WHAT TO PRODUCE: The expected output is a verbatim reprint of the lines from the beginning of the data that follows through the line that contains "use crate::util::normalize_text_option;".

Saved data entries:

'''

//! Input validation for entry writes.
//!
//! Wire DTOs from [`crate::contract`] are converted into validated domain
//! values here; repositories only ever see validated input.

use crate::contract::{
    CreateEntryRequest, PreferencesUpdateRequest, ProfileUpdateRequest, UpdateEntryRequest,
};
use crate::error::{Error, Result};
use crate::models::{validate_reminder_time, Mood, PreferencesPatch, ProfilePatch, ThemeMode};
use crate::util::normalize_text_option;

/// Maximum entry length, counted in characters
pub const MAX_CONTENT_CHARS: usize = 50_000;
pub const MAX_DISPLAY_NAME_CHARS: usize = 100;

/// Content must be non-blank and at most [`MAX_CONTENT_CHARS`] characters
pub fn validate_content(content: &str) -> Result<()> {
    if content.trim().is_empty() {
        return Err(Error::validation("content", "content must not be empty"));
    }
    let length = content.chars().count();
    if length > MAX_CONTENT_CHARS {
        return Err(Error::validation(
            "content",
            format!("content is {length} characters; the limit is {MAX_CONTENT_CHARS}"),
        ));
    }
    Ok(())
}

/// Minimal shape check: one `@`, a non-empty local part, a dotted domain
pub fn validate_email(email: &str) -> Result<()> {
    let email = email.trim();
    let well_formed = email.split_once('@').is_some_and(|(local, domain)| {
        !local.is_empty()
            && !domain.contains('@')
            && domain
                .split('.')
                .filter(|label| !label.is_empty())
                .count()
                >= 2
            && !domain.starts_with('.')
            && !domain.ends_with('.')
    });
    if well_formed && !email.chars().any(char::is_whitespace) {
        Ok(())
    } else {
        Err(Error::validation("email", "a valid email address is required"))
    }
}

/// Credentials must carry a well-formed email and a non-blank password
pub fn validate_credentials(email: &str, password: &str) -> Result<()> {
    validate_email(email)?;
    if password.trim().is_empty() {
        return Err(Error::validation("password", "password is required"));
    }
    Ok(())
}

/// Parse an optional wire mood into the closed enum
pub fn parse_mood(raw: Option<&str>) -> Result<Option<Mood>> {
    raw.map(str::parse::<Mood>).transpose()
}

/// Validated input for creating an entry. Content is stored exactly as
/// written; only blank content is refused.
#[derive(Debug, Clone, PartialEq, Eq)]
pub struct EntryDraft {
    pub content: String,
    pub mood: Option<Mood>,
}

impl EntryDraft {
    pub fn new(content: impl Into<String>, mood: Option<Mood>) -> Result<Self> {
        let content = content.into();
        validate_content(&content)?;
        Ok(Self { content, mood })
    }
}

impl TryFrom<CreateEntryRequest> for EntryDraft {
    type Error = Error;

    fn try_from(request: CreateEntryRequest) -> Result<Self> {
        let mood = parse_mood(request.mood.as_deref())?;
        Self::new(request.content, mood)
    }
}

/// Validated partial update; `mood: Some(None)` clears the mood
#[derive(Debug, Clone, Default, PartialEq, Eq)]
pub struct EntryPatch {
    pub content: Option<String>,
    pub mood: Option<Option<Mood>>,
}

impl EntryPatch {
    pub const fn is_empty(&self) -> bool {
        self.content.is_none() && self.mood.is_none()
    }

    /// Merge the provided fields into `content`/`mood`
    pub fn apply_to(&self, content: &mut String, mood: &mut Option<Mood>) {
        if let Some(new_content) = &self.content {
            content.clone_from(new_content);
        }
        if let Some(new_mood) = self.mood {
            *mood = new_mood;
        }
    }

    /// Fold a later patch on top of this one
    #[must_use]
    pub fn merged_with(mut self, later: &Self) -> Self {
        if later.content.is_some() {
            self.content.clone_from(&later.content);
        }
        if later.mood.is_some() {
            self.mood = later.mood;
        }
        self
    }
}

impl TryFrom<UpdateEntryRequest> for EntryPatch {
    type Error = Error;

    fn try_from(request: UpdateEntryRequest) -> Result<Self> {
        if let Some(content) = &request.content {
            validate_content(content)?;
        }
        let mood = match request.mood {
            Some(raw) => Some(parse_mood(raw.as_deref())?),
            None => None,
        };
        let patch = Self {
            content: request.content,
            mood,
        };
        if patch.is_empty() {
            return Err(Error::validation(
                "body",
                "provide at least one of `content` or `mood`",
            ));
        }
        Ok(patch)
    }
}

impl From<&EntryPatch> for UpdateEntryRequest {
    fn from(patch: &EntryPatch) -> Self {
        Self {
            content: patch.content.clone(),
            mood: patch.mood.map(|mood| mood.map(|value| value.as_str().to_string())),
        }
    }
}

impl From<&EntryDraft> for CreateEntryRequest {
    fn from(draft: &EntryDraft) -> Self {
        Self {
            content: draft.content.clone(),
            mood: draft.mood.map(|mood| mood.as_str().to_string()),
        }
    }
}

impl TryFrom<ProfileUpdateRequest> for ProfilePatch {
    type Error = Error;

    fn try_from(request: ProfileUpdateRequest) -> Result<Self> {
        let display_name = request.display_name.map(normalize_text_option);
        if let Some(Some(name)) = &display_name {
            if name.chars().count() > MAX_DISPLAY_NAME_CHARS {
                return Err(Error::validation(
                    "displayName",
                    format!("display name is limited to {MAX_DISPLAY_NAME_CHARS} characters"),
                ));
            }
        }
        let avatar_url = request.avatar_url.map(normalize_text_option);
        if let Some(Some(url)) = &avatar_url {
            if !crate::util::is_http_url(url) {
                return Err(Error::validation(
                    "avatarUrl",
                    "avatar URL must start with http:// or https://",
                ));
            }
        }
        Ok(Self {
            display_name,
            avatar_url,
        })
    }
}

impl TryFrom<PreferencesUpdateRequest> for PreferencesPatch {
    type Error = Error;

    fn try_from(request: PreferencesUpdateRequest) -> Result<Self> {
        let reminder_time = request
            .reminder_time
            .as_deref()
            .map(validate_reminder_time)
            .transpose()?;
        let theme = request.theme.as_deref().map(ThemeMode::parse).transpose()?;
        let patch = Self {
            reminder_enabled: request.reminder_enabled,
            reminder_time,
            theme,
        };
        if patch.is_empty() {
            return Err(Error::validation(
                "body",
                "provide at least one of `reminderEnabled`, `reminderTime`, or `theme`",
            ));
        }
        Ok(patch)
    }
}
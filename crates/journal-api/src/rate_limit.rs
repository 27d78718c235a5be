use std::collections::{HashMap, VecDeque};
use std::sync::atomic::{AtomicU64, Ordering};
use std::sync::Arc;
use std::time::Duration;

use tokio::sync::Mutex;
use tokio::time::Instant;

use crate::config::AppConfig;
use crate::error::AppError;

/// Per-client request budget over a rolling window (sliding log).
///
/// Requests over budget are rejected immediately; nothing is queued.
#[derive(Clone)]
pub struct RequestRateLimiter {
    state: Arc<Mutex<RequestLogs>>,
    window: Duration,
    max_requests: u32,
    metrics: Arc<RateLimitMetrics>,
}

struct RequestLogs {
    by_key: HashMap<String, VecDeque<Instant>>,
    last_sweep: Instant,
}

/// Which budget a request is charged against
#[derive(Clone, Copy)]
pub enum LimitScope {
    /// Unauthenticated auth routes, keyed by client address
    Auth,
    /// Authenticated routes, keyed by user id
    Api,
    /// Rejected bearer tokens on protected routes, keyed by client address
    BadToken,
}

#[derive(Default)]
struct RateLimitMetrics {
    auth_allowed: AtomicU64,
    auth_limited: AtomicU64,
    api_allowed: AtomicU64,
    api_limited: AtomicU64,
    bad_token_recorded: AtomicU64,
    bad_token_limited: AtomicU64,
}

#[derive(Debug, Clone, Copy, serde::Serialize)]
pub struct RateLimitMetricsSnapshot {
    pub auth_allowed: u64,
    pub auth_limited: u64,
    pub api_allowed: u64,
    pub api_limited: u64,
    pub bad_token_recorded: u64,
    pub bad_token_limited: u64,
}

impl RequestRateLimiter {
    pub fn from_config(config: &AppConfig) -> Self {
        Self::new(config.rate_limit_window, config.rate_limit_max_requests)
    }

    pub fn new(window: Duration, max_requests: u32) -> Self {
        Self {
            state: Arc::new(Mutex::new(RequestLogs {
                by_key: HashMap::new(),
                last_sweep: Instant::now(),
            })),
            window,
            max_requests,
            metrics: Arc::new(RateLimitMetrics::default()),
        }
    }

    /// Charge one request, rejecting it when the budget is already spent.
    pub async fn check(&self, scope: LimitScope, client_key: &str) -> Result<(), AppError> {
        self.admit(scope, client_key, true).await
    }

    /// Reject when the budget is spent, without charging anything.
    pub async fn ensure_available(
        &self,
        scope: LimitScope,
        client_key: &str,
    ) -> Result<(), AppError> {
        self.admit(scope, client_key, false).await
    }

    /// Charge a request that has already been handled, such as a rejected token.
    pub async fn record(&self, scope: LimitScope, client_key: &str) {
        let now = Instant::now();
        let mut logs = self.state.lock().await;
        self.sweep(&mut logs, now);
        logs.by_key
            .entry(scoped_key(scope, client_key))
            .or_default()
            .push_back(now);
        drop(logs);
        self.mark(scope, true);
    }

    async fn admit(&self, scope: LimitScope, client_key: &str, charge: bool) -> Result<(), AppError> {
        let key = scoped_key(scope, client_key);
        let now = Instant::now();
        let mut logs = self.state.lock().await;
        self.sweep(&mut logs, now);

        let log = logs.by_key.entry(key.clone()).or_default();
        while log
            .front()
            .is_some_and(|at| now.duration_since(*at) >= self.window)
        {
            log.pop_front();
        }

        if log.len() >= self.max_requests as usize {
            // The oldest request in the window is the next to age out.
            let retry_after = log.front().map_or(self.window, |oldest| {
                self.window.saturating_sub(now.duration_since(*oldest))
            });
            let retry_after_secs = ceil_secs(retry_after);
            self.mark(scope, false);
            tracing::warn!(
                scope = scope.label(),
                client = journal_core::util::user_fingerprint(client_key),
                retry_after_secs,
                "Rate limit exceeded"
            );
            return Err(AppError::too_many_requests(
                "Rate limit exceeded, try again later",
                retry_after_secs,
            ));
        }

        if charge {
            log.push_back(now);
            self.mark(scope, true);
        } else if log.is_empty() {
            logs.by_key.remove(&key);
        }
        Ok(())
    }

    /// Drop clients with no request left in the window, at most once per window.
    fn sweep(&self, logs: &mut RequestLogs, now: Instant) {
        if now.duration_since(logs.last_sweep) < self.window {
            return;
        }
        let window = self.window;
        logs.by_key
            .retain(|_, log| log.back().is_some_and(|at| now.duration_since(*at) < window));
        logs.last_sweep = now;
    }

    pub fn metrics_snapshot(&self) -> RateLimitMetricsSnapshot {
        RateLimitMetricsSnapshot {
            auth_allowed: self.metrics.auth_allowed.load(Ordering::Relaxed),
            auth_limited: self.metrics.auth_limited.load(Ordering::Relaxed),
            api_allowed: self.metrics.api_allowed.load(Ordering::Relaxed),
            api_limited: self.metrics.api_limited.load(Ordering::Relaxed),
            bad_token_recorded: self.metrics.bad_token_recorded.load(Ordering::Relaxed),
            bad_token_limited: self.metrics.bad_token_limited.load(Ordering::Relaxed),
        }
    }

    #[cfg(test)]
    async fn tracked_keys(&self) -> usize {
        self.state.lock().await.by_key.len()
    }

    fn mark(&self, scope: LimitScope, allowed: bool) {
        let counter = match (scope, allowed) {
            (LimitScope::Auth, true) => &self.metrics.auth_allowed,
            (LimitScope::Auth, false) => &self.metrics.auth_limited,
            (LimitScope::Api, true) => &self.metrics.api_allowed,
            (LimitScope::Api, false) => &self.metrics.api_limited,
            (LimitScope::BadToken, true) => &self.metrics.bad_token_recorded,
            (LimitScope::BadToken, false) => &self.metrics.bad_token_limited,
        };
        counter.fetch_add(1, Ordering::Relaxed);
    }
}

impl LimitScope {
    pub const fn label(self) -> &'static str {
        match self {
            Self::Auth => "auth",
            Self::Api => "api",
            Self::BadToken => "bad_token",
        }
    }
}

fn scoped_key(scope: LimitScope, client_key: &str) -> String {
    format!("{}:{client_key}", scope.label())
}

fn ceil_secs(duration: Duration) -> u64 {
    let secs = duration.as_secs();
    if duration.subsec_nanos() > 0 {
        secs + 1
    } else {
        secs
    }
}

'''

RESPONSE:
//! Input validation for entry writes.
//!
//! Wire DTOs from [`crate::contract`] are converted into validated domain
//! values here; repositories only ever see validated input.

use crate::contract::{
    CreateEntryRequest, PreferencesUpdateRequest, ProfileUpdateRequest, UpdateEntryRequest,
};
use crate::error::{Error, Result};
use crate::models::{validate_reminder_time, Mood, PreferencesPatch, ProfilePatch, ThemeMode};
use crate::util::normalize_text_option;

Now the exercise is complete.